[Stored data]
========

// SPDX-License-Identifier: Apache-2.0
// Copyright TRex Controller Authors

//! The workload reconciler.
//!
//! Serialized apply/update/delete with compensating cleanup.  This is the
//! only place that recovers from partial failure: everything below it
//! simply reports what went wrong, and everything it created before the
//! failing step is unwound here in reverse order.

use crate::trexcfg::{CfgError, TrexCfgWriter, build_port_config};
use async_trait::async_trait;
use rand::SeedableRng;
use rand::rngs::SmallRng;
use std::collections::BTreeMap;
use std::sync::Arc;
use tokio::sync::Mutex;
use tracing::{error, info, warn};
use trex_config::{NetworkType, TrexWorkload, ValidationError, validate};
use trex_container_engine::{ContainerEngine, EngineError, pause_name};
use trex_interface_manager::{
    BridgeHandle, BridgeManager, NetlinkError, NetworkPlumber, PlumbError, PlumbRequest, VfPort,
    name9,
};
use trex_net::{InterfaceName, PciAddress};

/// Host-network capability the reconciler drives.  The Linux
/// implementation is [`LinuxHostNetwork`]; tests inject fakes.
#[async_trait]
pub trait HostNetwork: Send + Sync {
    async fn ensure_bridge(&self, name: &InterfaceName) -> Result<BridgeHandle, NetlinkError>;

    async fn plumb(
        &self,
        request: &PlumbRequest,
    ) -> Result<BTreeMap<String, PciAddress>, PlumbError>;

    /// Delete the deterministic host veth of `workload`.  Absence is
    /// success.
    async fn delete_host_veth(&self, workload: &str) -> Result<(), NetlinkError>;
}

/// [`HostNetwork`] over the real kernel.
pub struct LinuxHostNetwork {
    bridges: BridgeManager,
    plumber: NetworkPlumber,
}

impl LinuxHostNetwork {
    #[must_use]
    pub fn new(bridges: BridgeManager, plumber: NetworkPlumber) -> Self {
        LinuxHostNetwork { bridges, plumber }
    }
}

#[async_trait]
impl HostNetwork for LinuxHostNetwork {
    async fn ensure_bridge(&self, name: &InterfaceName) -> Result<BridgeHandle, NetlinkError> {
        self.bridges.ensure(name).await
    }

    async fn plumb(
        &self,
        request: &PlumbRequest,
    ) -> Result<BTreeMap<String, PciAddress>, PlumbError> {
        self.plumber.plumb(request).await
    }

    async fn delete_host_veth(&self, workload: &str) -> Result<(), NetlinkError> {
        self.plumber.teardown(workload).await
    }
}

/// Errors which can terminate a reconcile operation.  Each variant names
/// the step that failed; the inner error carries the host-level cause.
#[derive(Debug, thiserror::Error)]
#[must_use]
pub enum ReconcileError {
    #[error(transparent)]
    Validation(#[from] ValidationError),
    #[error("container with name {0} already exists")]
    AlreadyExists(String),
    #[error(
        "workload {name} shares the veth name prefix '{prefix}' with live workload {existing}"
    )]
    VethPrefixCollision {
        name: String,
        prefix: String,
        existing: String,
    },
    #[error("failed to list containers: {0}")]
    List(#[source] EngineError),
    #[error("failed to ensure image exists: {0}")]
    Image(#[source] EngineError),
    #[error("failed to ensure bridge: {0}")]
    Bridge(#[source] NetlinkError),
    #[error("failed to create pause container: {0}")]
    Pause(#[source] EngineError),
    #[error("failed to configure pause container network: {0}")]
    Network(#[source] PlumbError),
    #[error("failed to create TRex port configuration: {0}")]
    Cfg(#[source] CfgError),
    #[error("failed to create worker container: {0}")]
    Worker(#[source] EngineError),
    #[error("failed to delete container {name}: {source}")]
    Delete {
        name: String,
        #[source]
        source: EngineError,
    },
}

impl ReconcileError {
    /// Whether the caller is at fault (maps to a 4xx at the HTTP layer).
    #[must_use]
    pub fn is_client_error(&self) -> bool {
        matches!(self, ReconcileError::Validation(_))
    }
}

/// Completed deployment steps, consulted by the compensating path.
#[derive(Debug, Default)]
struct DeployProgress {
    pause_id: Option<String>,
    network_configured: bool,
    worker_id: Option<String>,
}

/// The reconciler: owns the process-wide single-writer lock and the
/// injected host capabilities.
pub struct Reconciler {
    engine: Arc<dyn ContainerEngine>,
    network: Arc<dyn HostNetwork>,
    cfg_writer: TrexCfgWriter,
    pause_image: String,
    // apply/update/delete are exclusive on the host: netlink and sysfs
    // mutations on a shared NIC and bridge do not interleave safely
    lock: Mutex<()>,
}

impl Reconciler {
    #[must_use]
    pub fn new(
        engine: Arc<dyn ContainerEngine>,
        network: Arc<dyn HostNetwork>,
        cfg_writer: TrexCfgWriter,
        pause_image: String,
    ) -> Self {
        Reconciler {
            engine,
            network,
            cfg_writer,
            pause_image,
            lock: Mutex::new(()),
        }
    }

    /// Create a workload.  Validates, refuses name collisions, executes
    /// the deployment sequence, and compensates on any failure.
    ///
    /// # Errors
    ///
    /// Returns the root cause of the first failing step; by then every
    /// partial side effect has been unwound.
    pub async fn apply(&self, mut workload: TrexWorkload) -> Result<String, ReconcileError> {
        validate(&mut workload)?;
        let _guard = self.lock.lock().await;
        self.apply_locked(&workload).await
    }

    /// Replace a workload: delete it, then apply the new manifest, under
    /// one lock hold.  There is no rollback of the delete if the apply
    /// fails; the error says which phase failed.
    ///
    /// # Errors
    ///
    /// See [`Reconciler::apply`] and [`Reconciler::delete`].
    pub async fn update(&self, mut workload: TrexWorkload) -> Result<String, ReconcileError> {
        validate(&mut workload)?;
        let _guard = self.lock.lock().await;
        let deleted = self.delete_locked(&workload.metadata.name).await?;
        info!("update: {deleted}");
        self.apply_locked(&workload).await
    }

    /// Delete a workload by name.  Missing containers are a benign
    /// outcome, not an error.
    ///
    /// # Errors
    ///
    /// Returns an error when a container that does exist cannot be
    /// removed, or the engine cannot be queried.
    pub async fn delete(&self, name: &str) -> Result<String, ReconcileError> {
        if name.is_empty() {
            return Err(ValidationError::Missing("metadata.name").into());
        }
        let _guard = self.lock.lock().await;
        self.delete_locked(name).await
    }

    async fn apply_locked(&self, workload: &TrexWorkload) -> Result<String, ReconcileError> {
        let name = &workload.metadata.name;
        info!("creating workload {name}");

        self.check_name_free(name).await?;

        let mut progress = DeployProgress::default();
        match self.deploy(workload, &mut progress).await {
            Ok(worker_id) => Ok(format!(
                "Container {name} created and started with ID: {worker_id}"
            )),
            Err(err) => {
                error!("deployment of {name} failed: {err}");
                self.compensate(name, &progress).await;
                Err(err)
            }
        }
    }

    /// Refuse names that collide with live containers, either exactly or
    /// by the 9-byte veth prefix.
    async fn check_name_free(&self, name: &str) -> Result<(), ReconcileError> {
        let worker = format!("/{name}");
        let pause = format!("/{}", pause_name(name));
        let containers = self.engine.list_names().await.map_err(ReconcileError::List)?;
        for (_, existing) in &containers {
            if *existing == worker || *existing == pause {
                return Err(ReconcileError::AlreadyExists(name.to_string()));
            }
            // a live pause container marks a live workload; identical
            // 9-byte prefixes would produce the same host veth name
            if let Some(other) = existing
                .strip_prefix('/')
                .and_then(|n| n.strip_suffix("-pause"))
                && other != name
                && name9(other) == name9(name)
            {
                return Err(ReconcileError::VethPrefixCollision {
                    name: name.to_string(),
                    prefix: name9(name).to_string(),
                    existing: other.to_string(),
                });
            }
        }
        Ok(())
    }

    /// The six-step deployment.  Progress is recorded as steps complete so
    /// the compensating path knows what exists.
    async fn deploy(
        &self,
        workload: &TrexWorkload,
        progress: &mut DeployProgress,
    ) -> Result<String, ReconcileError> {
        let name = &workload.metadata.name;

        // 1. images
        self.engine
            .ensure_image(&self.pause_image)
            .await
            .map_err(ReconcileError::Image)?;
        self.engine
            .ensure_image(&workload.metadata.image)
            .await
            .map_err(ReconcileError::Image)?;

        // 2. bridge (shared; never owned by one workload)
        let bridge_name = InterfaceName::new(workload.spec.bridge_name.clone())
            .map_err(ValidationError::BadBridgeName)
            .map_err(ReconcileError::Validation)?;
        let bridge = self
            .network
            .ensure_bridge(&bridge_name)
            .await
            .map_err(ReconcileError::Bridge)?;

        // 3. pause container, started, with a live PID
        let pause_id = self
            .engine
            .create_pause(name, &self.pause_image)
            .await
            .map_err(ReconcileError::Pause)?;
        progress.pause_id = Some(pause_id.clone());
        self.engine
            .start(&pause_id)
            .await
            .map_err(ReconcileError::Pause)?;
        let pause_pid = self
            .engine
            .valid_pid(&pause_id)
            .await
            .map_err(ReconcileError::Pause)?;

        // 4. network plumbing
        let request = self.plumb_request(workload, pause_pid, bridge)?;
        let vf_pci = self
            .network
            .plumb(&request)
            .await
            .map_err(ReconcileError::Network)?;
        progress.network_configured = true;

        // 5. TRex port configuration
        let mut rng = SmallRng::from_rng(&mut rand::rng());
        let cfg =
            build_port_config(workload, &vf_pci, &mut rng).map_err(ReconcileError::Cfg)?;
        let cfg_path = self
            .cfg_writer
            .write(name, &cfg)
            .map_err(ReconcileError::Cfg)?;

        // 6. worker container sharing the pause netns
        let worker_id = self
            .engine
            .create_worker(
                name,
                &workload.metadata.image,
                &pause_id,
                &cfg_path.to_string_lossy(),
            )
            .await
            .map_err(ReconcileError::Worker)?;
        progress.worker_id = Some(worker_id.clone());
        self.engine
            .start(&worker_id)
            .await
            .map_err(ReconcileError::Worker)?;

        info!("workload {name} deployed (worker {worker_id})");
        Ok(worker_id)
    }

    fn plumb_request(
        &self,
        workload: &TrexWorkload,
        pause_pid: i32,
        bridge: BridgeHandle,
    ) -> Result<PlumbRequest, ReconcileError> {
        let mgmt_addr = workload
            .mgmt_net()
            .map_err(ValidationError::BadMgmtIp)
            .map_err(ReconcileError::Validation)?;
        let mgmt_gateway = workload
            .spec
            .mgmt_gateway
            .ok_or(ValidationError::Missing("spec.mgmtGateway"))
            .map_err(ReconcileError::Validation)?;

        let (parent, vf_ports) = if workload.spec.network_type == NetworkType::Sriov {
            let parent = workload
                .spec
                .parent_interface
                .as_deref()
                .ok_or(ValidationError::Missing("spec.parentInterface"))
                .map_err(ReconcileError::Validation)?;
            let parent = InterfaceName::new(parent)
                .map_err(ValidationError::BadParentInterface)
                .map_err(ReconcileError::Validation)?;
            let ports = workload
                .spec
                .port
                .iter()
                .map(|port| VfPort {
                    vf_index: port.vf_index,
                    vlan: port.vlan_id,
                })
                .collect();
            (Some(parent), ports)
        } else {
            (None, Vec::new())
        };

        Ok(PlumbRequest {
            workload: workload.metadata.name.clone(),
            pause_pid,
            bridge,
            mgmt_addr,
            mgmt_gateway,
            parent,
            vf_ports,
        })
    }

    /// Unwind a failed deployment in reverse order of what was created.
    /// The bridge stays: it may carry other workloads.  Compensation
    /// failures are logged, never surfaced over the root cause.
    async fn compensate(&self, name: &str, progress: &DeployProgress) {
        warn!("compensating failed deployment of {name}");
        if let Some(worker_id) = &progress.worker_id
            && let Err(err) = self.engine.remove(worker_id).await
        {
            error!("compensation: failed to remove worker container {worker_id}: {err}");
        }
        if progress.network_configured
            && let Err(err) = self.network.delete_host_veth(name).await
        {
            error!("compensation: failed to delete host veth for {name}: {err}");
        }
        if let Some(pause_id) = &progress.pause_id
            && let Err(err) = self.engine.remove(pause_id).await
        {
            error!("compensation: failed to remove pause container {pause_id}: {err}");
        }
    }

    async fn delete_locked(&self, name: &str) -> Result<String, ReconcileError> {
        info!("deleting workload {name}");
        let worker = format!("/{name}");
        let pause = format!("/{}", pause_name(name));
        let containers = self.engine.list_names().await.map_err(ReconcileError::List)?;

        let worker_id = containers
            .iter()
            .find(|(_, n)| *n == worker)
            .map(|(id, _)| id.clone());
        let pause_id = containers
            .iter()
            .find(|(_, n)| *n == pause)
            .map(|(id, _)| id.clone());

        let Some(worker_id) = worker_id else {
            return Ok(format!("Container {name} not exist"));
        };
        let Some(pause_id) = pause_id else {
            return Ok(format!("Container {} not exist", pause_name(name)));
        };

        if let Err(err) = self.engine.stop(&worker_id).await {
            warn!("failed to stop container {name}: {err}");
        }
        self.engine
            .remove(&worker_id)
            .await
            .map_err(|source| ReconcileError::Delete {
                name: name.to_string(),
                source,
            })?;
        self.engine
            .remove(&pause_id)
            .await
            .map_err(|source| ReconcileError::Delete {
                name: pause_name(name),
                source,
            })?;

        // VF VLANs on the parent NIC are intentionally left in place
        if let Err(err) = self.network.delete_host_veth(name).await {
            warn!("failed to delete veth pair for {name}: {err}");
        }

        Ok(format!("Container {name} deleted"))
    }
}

========

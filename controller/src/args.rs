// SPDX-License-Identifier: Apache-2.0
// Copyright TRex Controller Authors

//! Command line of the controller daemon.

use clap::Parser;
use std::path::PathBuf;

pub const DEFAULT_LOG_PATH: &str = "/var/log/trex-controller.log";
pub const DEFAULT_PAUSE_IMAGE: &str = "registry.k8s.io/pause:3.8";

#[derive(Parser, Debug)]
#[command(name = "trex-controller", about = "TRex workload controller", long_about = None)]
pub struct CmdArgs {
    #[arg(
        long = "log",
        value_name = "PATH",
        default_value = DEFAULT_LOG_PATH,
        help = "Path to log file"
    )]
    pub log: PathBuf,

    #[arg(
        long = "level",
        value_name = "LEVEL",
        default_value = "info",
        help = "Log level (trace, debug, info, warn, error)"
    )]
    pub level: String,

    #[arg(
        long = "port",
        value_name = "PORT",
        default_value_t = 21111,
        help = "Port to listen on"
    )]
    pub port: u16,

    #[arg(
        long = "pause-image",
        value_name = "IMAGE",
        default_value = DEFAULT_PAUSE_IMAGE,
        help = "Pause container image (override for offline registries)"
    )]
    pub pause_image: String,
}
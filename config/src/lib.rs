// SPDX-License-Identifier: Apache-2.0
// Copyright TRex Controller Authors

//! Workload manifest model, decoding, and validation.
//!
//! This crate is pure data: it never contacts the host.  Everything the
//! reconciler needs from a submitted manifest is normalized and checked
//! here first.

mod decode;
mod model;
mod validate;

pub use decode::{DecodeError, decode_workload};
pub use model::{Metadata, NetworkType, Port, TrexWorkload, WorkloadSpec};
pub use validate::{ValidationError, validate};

========

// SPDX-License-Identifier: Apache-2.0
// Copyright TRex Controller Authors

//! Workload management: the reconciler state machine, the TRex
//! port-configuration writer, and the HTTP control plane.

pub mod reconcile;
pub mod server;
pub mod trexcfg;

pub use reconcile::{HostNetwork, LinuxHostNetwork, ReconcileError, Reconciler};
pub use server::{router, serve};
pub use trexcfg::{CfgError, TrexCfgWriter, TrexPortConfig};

========

Identify the lines in the entries above that contain "shared", then copy them out.

SOLUTION
    // mutations on a shared NIC and bridge do not interleave safely
        // 2. bridge (shared; never owned by one workload)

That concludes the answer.